//! Repository for the `movie_cast` table.

use sqlx::SqlitePool;

use crate::models::credits::CastCredit;

/// Load operations for cast credits.
pub struct CastRepo;

impl CastRepo {
    /// Insert a batch of cast credits as one atomic unit.
    ///
    /// Credits whose movie or person has not been loaded are skipped, as
    /// are exact duplicates of an existing (movie, person, cast_order)
    /// identity. Returns the number of credits actually inserted.
    pub async fn insert_batch(
        pool: &SqlitePool,
        credits: &[CastCredit],
    ) -> Result<u64, sqlx::Error> {
        if credits.is_empty() {
            return Ok(0);
        }

        let mut tx = pool.begin().await?;
        let mut inserted = 0u64;
        for c in credits {
            inserted += sqlx::query(
                "INSERT OR IGNORE INTO movie_cast \
                     (movie_id, person_id, cast_order, character_name) \
                 SELECT ?1, ?2, ?3, ?4 \
                 WHERE EXISTS (SELECT 1 FROM movies WHERE movie_id = ?1) \
                   AND EXISTS (SELECT 1 FROM people WHERE person_id = ?2)",
            )
            .bind(c.movie_id)
            .bind(c.person_id)
            .bind(c.cast_order)
            .bind(&c.character_name)
            .execute(&mut *tx)
            .await?
            .rows_affected();
        }
        tx.commit().await?;

        tracing::debug!(batch = credits.len(), inserted, "loaded cast batch");
        Ok(inserted)
    }
}
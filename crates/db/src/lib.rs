//! Schema model and analytical query engine for the greenlight movie
//! dataset.
//!
//! The schema lives in `migrations/`; model structs mirror its rows and the
//! repository layer provides batch ingestion plus the read-only analytical
//! queries. All SQL parameters are bound as data values.

use std::str::FromStr;

use sqlx::migrate::Migrator;
use sqlx::sqlite::{SqliteConnectOptions, SqlitePoolOptions};

pub mod config;
pub mod error;
pub mod models;
pub mod repositories;

pub use config::DatabaseConfig;
pub use error::{EngineError, EngineResult};

pub type DbPool = sqlx::SqlitePool;

/// Embedded schema migrations, applied in order at startup.
pub static MIGRATOR: Migrator = sqlx::migrate!("./migrations");

/// Create a connection pool from an explicit configuration object.
///
/// Foreign-key enforcement is switched on for every connection; cascade
/// deletes depend on it.
pub async fn create_pool(config: &DatabaseConfig) -> Result<DbPool, sqlx::Error> {
    let options = SqliteConnectOptions::from_str(&config.url)?
        .create_if_missing(true)
        .foreign_keys(true);

    SqlitePoolOptions::new()
        .max_connections(config.max_connections)
        .connect_with(options)
        .await
}

/// Apply any pending schema migrations.
pub async fn run_migrations(pool: &DbPool) -> Result<(), sqlx::migrate::MigrateError> {
    MIGRATOR.run(pool).await
}

/// Cheap connectivity probe.
pub async fn health_check(pool: &DbPool) -> Result<(), sqlx::Error> {
    sqlx::query("SELECT 1").execute(pool).await.map(|_| ())
}
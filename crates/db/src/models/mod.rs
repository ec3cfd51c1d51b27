//! Model structs mirroring the schema rows, plus analytical result rows.
//!
//! Entity rows derive `FromRow` + `Serialize`; because primary keys come
//! from the source dataset (never auto-generated), the same structs also
//! derive `Deserialize` and double as ingestion records.

pub mod analytics;
pub mod credits;
pub mod links;
pub mod lookup;
pub mod movie;
pub mod person;
pub mod rating;
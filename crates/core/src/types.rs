/// All database primary keys are 64-bit integers (SQLite INTEGER).
pub type DbId = i64;

/// Calendar date without a time component (release dates).
pub type Date = chrono::NaiveDate;
//! Payload-free association rows.

use greenlight_core::types::DbId;
use serde::{Deserialize, Serialize};
use sqlx::FromRow;

/// A row from the `movie_genres` junction table.
#[derive(Debug, Clone, Copy, FromRow, Serialize, Deserialize)]
pub struct MovieGenre {
    pub movie_id: DbId,
    pub genre_id: DbId,
}

/// A row from the `movie_keywords` junction table.
#[derive(Debug, Clone, Copy, FromRow, Serialize, Deserialize)]
pub struct MovieKeyword {
    pub movie_id: DbId,
    pub keyword_id: DbId,
}
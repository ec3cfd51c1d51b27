/// Database configuration loaded from environment variables.
///
/// Passed explicitly into [`crate::create_pool`]; there is no ambient
/// global configuration state.
#[derive(Debug, Clone)]
pub struct DatabaseConfig {
    /// SQLite connection URL (default: `sqlite://greenlight.db`).
    pub url: String,
    /// Maximum pooled connections (default: `8`).
    pub max_connections: u32,
}

impl DatabaseConfig {
    /// Load configuration from environment variables with defaults.
    ///
    /// | Env Var              | Default                 |
    /// |----------------------|-------------------------|
    /// | `DATABASE_URL`       | `sqlite://greenlight.db`|
    /// | `DB_MAX_CONNECTIONS` | `8`                     |
    pub fn from_env() -> Self {
        dotenvy::dotenv().ok();

        let url = std::env::var("DATABASE_URL").unwrap_or_else(|_| "sqlite://greenlight.db".into());

        let max_connections: u32 = std::env::var("DB_MAX_CONNECTIONS")
            .unwrap_or_else(|_| "8".into())
            .parse()
            .expect("DB_MAX_CONNECTIONS must be a valid u32");

        Self {
            url,
            max_connections,
        }
    }
}
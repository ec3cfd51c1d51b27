//! Repository for the `people` table.

use greenlight_core::types::DbId;
use sqlx::SqlitePool;

use crate::models::person::Person;

/// Load and lookup operations for people (actors, directors, crew).
pub struct PersonRepo;

impl PersonRepo {
    /// Insert a batch of people atomically; re-sent ids are skipped.
    pub async fn insert_batch(pool: &SqlitePool, people: &[Person]) -> Result<u64, sqlx::Error> {
        if people.is_empty() {
            return Ok(0);
        }

        let mut tx = pool.begin().await?;
        let mut inserted = 0u64;
        for p in people {
            inserted += sqlx::query(
                "INSERT OR IGNORE INTO people (person_id, name) VALUES (?1, ?2)",
            )
            .bind(p.person_id)
            .bind(&p.name)
            .execute(&mut *tx)
            .await?
            .rows_affected();
        }
        tx.commit().await?;

        tracing::debug!(batch = people.len(), inserted, "loaded person batch");
        Ok(inserted)
    }

    /// Find a person by id. Returns `None` if absent.
    pub async fn find_by_id(pool: &SqlitePool, id: DbId) -> Result<Option<Person>, sqlx::Error> {
        sqlx::query_as::<_, Person>("SELECT person_id, name FROM people WHERE person_id = ?1")
            .bind(id)
            .fetch_optional(pool)
            .await
    }
}
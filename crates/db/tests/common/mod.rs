//! Shared fixture data for the analytics integration tests.
//!
//! A small but complete catalog: four movies across three genres, five
//! people (three actors, two directors), cast/crew credits, keywords, and
//! one rating summary. Chosen so every analytical query has qualifying and
//! non-qualifying rows.

use chrono::NaiveDate;
use greenlight_db::models::credits::{CastCredit, CrewCredit};
use greenlight_db::models::links::{MovieGenre, MovieKeyword};
use greenlight_db::models::lookup::{Genre, Keyword};
use greenlight_db::models::movie::Movie;
use greenlight_db::models::person::Person;
use greenlight_db::models::rating::RatingSummary;
use greenlight_db::repositories::{
    CastRepo, CrewRepo, GenreRepo, KeywordRepo, MovieRepo, PersonRepo, RatingRepo,
};
use sqlx::SqlitePool;

pub fn movie(
    movie_id: i64,
    title: &str,
    overview: &str,
    budget: i64,
    revenue: i64,
    vote_average: f64,
    popularity: f64,
) -> Movie {
    Movie {
        movie_id,
        title: title.to_string(),
        original_title: None,
        original_language: Some("en".to_string()),
        release_date: NaiveDate::from_ymd_opt(2015, 6, 12),
        release_year: Some(2015),
        runtime: Some(112),
        budget,
        revenue,
        popularity,
        vote_average,
        vote_count: 1000,
        tagline: None,
        overview: Some(overview.to_string()),
    }
}

pub fn cast(movie_id: i64, person_id: i64, cast_order: i64) -> CastCredit {
    CastCredit {
        movie_id,
        person_id,
        cast_order,
        character_name: None,
    }
}

pub fn crew(movie_id: i64, person_id: i64, department: &str, job: &str) -> CrewCredit {
    CrewCredit {
        movie_id,
        person_id,
        department: department.to_string(),
        job: job.to_string(),
    }
}

fn person(person_id: i64, name: &str) -> Person {
    Person {
        person_id,
        name: name.to_string(),
    }
}

fn genre(genre_id: i64, name: &str) -> Genre {
    Genre {
        genre_id,
        name: name.to_string(),
    }
}

/// Load the standard catalog, parents before children.
pub async fn seed_catalog(pool: &SqlitePool) {
    let movies = [
        movie(
            1,
            "Starfall",
            "A heist crew infiltrates an orbital casino",
            10_000_000,
            50_000_000,
            8.0,
            40.0,
        ),
        movie(
            2,
            "Starfall Rising",
            "The heist crew returns for one last score",
            20_000_000,
            30_000_000,
            9.0,
            90.0,
        ),
        // Unknown money figures: excluded from every revenue-based query.
        movie(3, "Quiet Harbor", "A heist of memories in a coastal town", 0, 0, 7.5, 10.0),
        movie(
            4,
            "Crimson Ledger",
            "An accountant uncovers a mob conspiracy",
            5_000_000,
            0,
            6.0,
            25.0,
        ),
    ];
    MovieRepo::insert_batch(pool, &movies).await.unwrap();

    let genres = [genre(1, "Action"), genre(2, "Science Fiction"), genre(3, "Drama")];
    GenreRepo::insert_batch(pool, &genres).await.unwrap();

    let keywords = [
        Keyword {
            keyword_id: 100,
            name: "heist".to_string(),
        },
        Keyword {
            keyword_id: 101,
            name: "space".to_string(),
        },
    ];
    KeywordRepo::insert_batch(pool, &keywords).await.unwrap();

    let people = [
        person(10, "Ava Chen"),
        person(20, "Ben Ortiz"),
        person(30, "Carol Novak"),
        person(40, "Dev Ramaswamy"),
        person(50, "Elle Park"),
    ];
    PersonRepo::insert_batch(pool, &people).await.unwrap();

    let genre_links = [
        MovieGenre { movie_id: 1, genre_id: 1 },
        MovieGenre { movie_id: 1, genre_id: 2 },
        MovieGenre { movie_id: 2, genre_id: 1 },
        MovieGenre { movie_id: 2, genre_id: 2 },
        MovieGenre { movie_id: 3, genre_id: 3 },
        MovieGenre { movie_id: 4, genre_id: 1 },
        MovieGenre { movie_id: 4, genre_id: 3 },
    ];
    GenreRepo::link_movies(pool, &genre_links).await.unwrap();

    let keyword_links = [
        MovieKeyword { movie_id: 1, keyword_id: 100 },
        MovieKeyword { movie_id: 1, keyword_id: 101 },
        MovieKeyword { movie_id: 2, keyword_id: 100 },
    ];
    KeywordRepo::link_movies(pool, &keyword_links).await.unwrap();

    let cast_credits = [
        cast(1, 10, 0),
        cast(1, 20, 1),
        // Billing rank 12: outside the principal cast, never pairs.
        cast(1, 30, 12),
        cast(2, 10, 0),
        cast(2, 20, 2),
        cast(3, 10, 0),
        cast(3, 30, 1),
    ];
    CastRepo::insert_batch(pool, &cast_credits).await.unwrap();

    let crew_credits = [
        crew(1, 40, "Directing", "Director"),
        crew(1, 50, "Writing", "Writer"),
        crew(2, 40, "Directing", "Director"),
        // Same movie, same director, second department: must not
        // double-count movie 2 in the revenue ranking.
        crew(2, 40, "Production", "Director"),
        // Elle only directs movies with unknown revenue.
        crew(3, 50, "Directing", "Director"),
        crew(4, 50, "Directing", "Director"),
    ];
    CrewRepo::insert_batch(pool, &crew_credits).await.unwrap();

    let summaries = [RatingSummary {
        movie_id: 1,
        rating_avg: Some(7.9),
        rating_count: Some(1200),
    }];
    RatingRepo::upsert_batch(pool, &summaries).await.unwrap();
}
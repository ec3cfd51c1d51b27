/// Domain-level errors raised before any SQL executes.
#[derive(Debug, thiserror::Error)]
pub enum CoreError {
    /// A query parameter failed validation. Names the offending field so
    /// callers can surface it without parsing the message.
    #[error("invalid parameter `{field}`: {reason}")]
    InvalidParameter {
        field: &'static str,
        reason: String,
    },
}

impl CoreError {
    pub fn invalid_parameter(field: &'static str, reason: impl Into<String>) -> Self {
        CoreError::InvalidParameter {
            field,
            reason: reason.into(),
        }
    }

    /// The name of the field that failed validation.
    pub fn field(&self) -> &'static str {
        match self {
            CoreError::InvalidParameter { field, .. } => field,
        }
    }
}
//! Movie entity model.

use greenlight_core::types::{Date, DbId};
use serde::{Deserialize, Serialize};
use sqlx::FromRow;

/// A row from the `movies` table.
///
/// `budget` and `revenue` of 0 denote "unknown", not "free"; queries that
/// reason about money filter zeros out explicitly.
#[derive(Debug, Clone, FromRow, Serialize, Deserialize)]
pub struct Movie {
    pub movie_id: DbId,
    pub title: String,
    pub original_title: Option<String>,
    pub original_language: Option<String>,
    pub release_date: Option<Date>,
    pub release_year: Option<i64>,
    pub runtime: Option<i64>,
    pub budget: i64,
    pub revenue: i64,
    pub popularity: f64,
    pub vote_average: f64,
    pub vote_count: i64,
    pub tagline: Option<String>,
    pub overview: Option<String>,
}
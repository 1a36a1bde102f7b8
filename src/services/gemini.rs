//! Client for the Gemini `generateContent` API.
//!
//! One request per call: no streaming, no retries. Failures are mapped onto
//! [`RecommendationError`] so the caller can tell credential problems from
//! upstream outages.

use anyhow::{Context, Result};
use reqwest::{Client, StatusCode};
use serde::{Deserialize, Serialize};
use std::time::Duration;
use tracing::{debug, error, instrument, warn};

use crate::domain::RecommendationError;

/// Header carrying the API key.
const API_KEY_HEADER: &str = "x-goog-api-key";

/// Connection settings for the Gemini API.
#[derive(Debug, Clone)]
pub struct GeminiConfig {
    pub api_key: Option<String>,
    pub model: String,
    pub base_url: String,
    /// Client-side timeout; `None` leaves the transport default in place.
    pub timeout_seconds: Option<u64>,
}

/// Client for the Gemini text generation endpoint.
#[derive(Clone)]
pub struct GeminiClient {
    client: Client,
    base_url: String,
    model: String,
    api_key: Option<String>,
}

/// Error envelope returned by Google APIs.
#[derive(Debug, Deserialize)]
struct GeminiErrorResponse {
    error: GeminiErrorBody,
}

#[derive(Debug, Deserialize)]
struct GeminiErrorBody {
    message: String,
    #[allow(dead_code)]
    status: Option<String>,
}

#[derive(Serialize)]
#[serde(rename_all = "camelCase")]
struct GenerateContentRequest<'a> {
    contents: [Content<'a>; 1],
    generation_config: GenerationConfig,
}

#[derive(Serialize)]
struct Content<'a> {
    role: &'static str,
    parts: [TextPart<'a>; 1],
}

#[derive(Serialize)]
struct TextPart<'a> {
    text: &'a str,
}

#[derive(Serialize)]
#[serde(rename_all = "camelCase")]
struct GenerationConfig {
    temperature: f32,
    response_mime_type: &'static str,
}

#[derive(Debug, Deserialize)]
#[serde(rename_all = "camelCase")]
struct GenerateContentResponse {
    #[serde(default)]
    candidates: Vec<Candidate>,
    prompt_feedback: Option<PromptFeedback>,
}

#[derive(Debug, Deserialize)]
#[serde(rename_all = "camelCase")]
struct Candidate {
    content: Option<CandidateContent>,
    finish_reason: Option<String>,
}

#[derive(Debug, Deserialize)]
struct CandidateContent {
    #[serde(default)]
    parts: Vec<CandidatePart>,
}

#[derive(Debug, Deserialize)]
struct CandidatePart {
    text: Option<String>,
}

#[derive(Debug, Deserialize)]
#[serde(rename_all = "camelCase")]
struct PromptFeedback {
    block_reason: Option<String>,
}

impl GeminiClient {
    /// Create a new Gemini client.
    ///
    /// A missing API key is not an error here; it is reported on each call
    /// before any network I/O happens.
    pub fn new(config: &GeminiConfig) -> Result<Self> {
        let mut builder = Client::builder();
        if let Some(seconds) = config.timeout_seconds {
            builder = builder.timeout(Duration::from_secs(seconds));
        }
        let client = builder.build().context("Failed to create HTTP client")?;

        let api_key = config
            .api_key
            .as_deref()
            .map(str::trim)
            .filter(|key| !key.is_empty())
            .map(str::to_string);

        tracing::info!(
            base_url = %config.base_url,
            model = %config.model,
            api_key_configured = api_key.is_some(),
            "Gemini client initialized"
        );

        Ok(Self {
            client,
            base_url: config.base_url.trim_end_matches('/').to_string(),
            model: config.model.clone(),
            api_key,
        })
    }

    pub fn is_configured(&self) -> bool {
        self.api_key.is_some()
    }

    /// Send a prompt and return the concatenated text of the first candidate.
    #[instrument(skip(self, prompt), fields(model = %self.model))]
    pub async fn generate_text(&self, prompt: &str) -> Result<String, RecommendationError> {
        let api_key = self.api_key.as_deref().ok_or_else(|| {
            RecommendationError::AuthConfig("GEMINI_API_KEY is not configured".to_string())
        })?;

        let url = format!(
            "{}/v1beta/models/{}:generateContent",
            self.base_url, self.model
        );

        let body = GenerateContentRequest {
            contents: [Content {
                role: "user",
                parts: [TextPart { text: prompt }],
            }],
            generation_config: GenerationConfig {
                temperature: 0.4,
                response_mime_type: "application/json",
            },
        };

        debug!(url = %url, "Gemini request");

        let response = self
            .client
            .post(&url)
            .header(API_KEY_HEADER, api_key)
            .json(&body)
            .send()
            .await
            .map_err(|e| {
                error!(error = %e, timeout = e.is_timeout(), "Gemini request failed");
                if e.is_timeout() {
                    RecommendationError::Upstream("request to Gemini timed out".to_string())
                } else {
                    RecommendationError::Upstream(format!("Gemini unavailable: {}", e))
                }
            })?;

        let status = response.status();

        if !status.is_success() {
            let message = response
                .json::<GeminiErrorResponse>()
                .await
                .ok()
                .map(|body| body.error.message)
                .unwrap_or_else(|| format!("Gemini error: {}", status));

            return Err(map_error_status(status, message));
        }

        let parsed = response
            .json::<GenerateContentResponse>()
            .await
            .map_err(|e| {
                error!(error = %e, "Failed to parse Gemini response");
                RecommendationError::ResponseShape(format!("invalid Gemini response body: {}", e))
            })?;

        extract_text(parsed)
    }
}

fn map_error_status(status: StatusCode, message: String) -> RecommendationError {
    match status {
        StatusCode::UNAUTHORIZED | StatusCode::FORBIDDEN => {
            error!(status = %status, "Gemini rejected the API key");
            RecommendationError::AuthConfig(message)
        }
        // Gemini reports a malformed key as 400 INVALID_ARGUMENT.
        StatusCode::BAD_REQUEST if message.contains("API key") => {
            error!(status = %status, "Gemini rejected the API key");
            RecommendationError::AuthConfig(message)
        }
        _ => {
            error!(status = %status, message = %message, "Gemini error");
            RecommendationError::Upstream(message)
        }
    }
}

fn extract_text(response: GenerateContentResponse) -> Result<String, RecommendationError> {
    let Some(candidate) = response.candidates.into_iter().next() else {
        let reason = response
            .prompt_feedback
            .and_then(|feedback| feedback.block_reason)
            .map(|reason| format!("prompt blocked ({})", reason))
            .unwrap_or_else(|| "no candidates returned".to_string());
        warn!(reason = %reason, "Gemini returned no candidates");
        return Err(RecommendationError::ResponseShape(reason));
    };

    let text: String = candidate
        .content
        .map(|content| content.parts)
        .unwrap_or_default()
        .into_iter()
        .filter_map(|part| part.text)
        .collect();

    if text.trim().is_empty() {
        let reason = candidate
            .finish_reason
            .map(|reason| format!("empty candidate (finish reason {})", reason))
            .unwrap_or_else(|| "empty candidate".to_string());
        return Err(RecommendationError::ResponseShape(reason));
    }

    Ok(text)
}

★ ★ ★ ★ ★

## [PROMPT]
Your task is to copy each line of the listing that holds the word "qualifying".

## [ANSWER SECTION]
//! one rating summary. Chosen so every analytical query has qualifying and
//! non-qualifying rows.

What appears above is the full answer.